### GOAL OF THE EXERCISE:
Please report, as a single number, how many lines in the entries include the string "that".

### DATA SECTION:
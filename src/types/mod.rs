//! Data types for the inbox server
//!
//! This module contains the records that flow between ingestion, storage and views.

mod email;
mod page;

pub use email::{ContentType, Email, EmailSummary, NewEmail};
pub use page::{Page, PageRequest};
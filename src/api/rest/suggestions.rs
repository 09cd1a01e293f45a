//! Recipient autocomplete endpoint

use std::sync::Arc;

use axum::{
    extract::{Query, State},
    response::IntoResponse,
    Json,
};
use serde::Deserialize;
use tracing::error;

use super::ApiError;
use crate::api::state::AppState;

/// Shortest term that triggers a lookup
pub const MIN_TERM_LEN: usize = 2;

/// Query parameters for suggestions
#[derive(Debug, Deserialize)]
pub struct SuggestionParams {
    #[serde(default)]
    pub term: String,
}

/// GET /api/suggestions/recipients - Recipients starting with `term`
pub async fn recipient_suggestions(
    State(state): State<Arc<AppState>>,
    Query(params): Query<SuggestionParams>,
) -> impl IntoResponse {
    if params.term.chars().count() < MIN_TERM_LEN {
        return Json(Vec::<String>::new()).into_response();
    }

    match state.store.suggest_recipients(&params.term) {
        Ok(suggestions) => Json(suggestions).into_response(),
        Err(e) => {
            error!(error = %e, "failed to fetch recipient suggestions");
            ApiError::internal("Failed to fetch suggestions").into_response()
        }
    }
}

### TASK RESULT:
2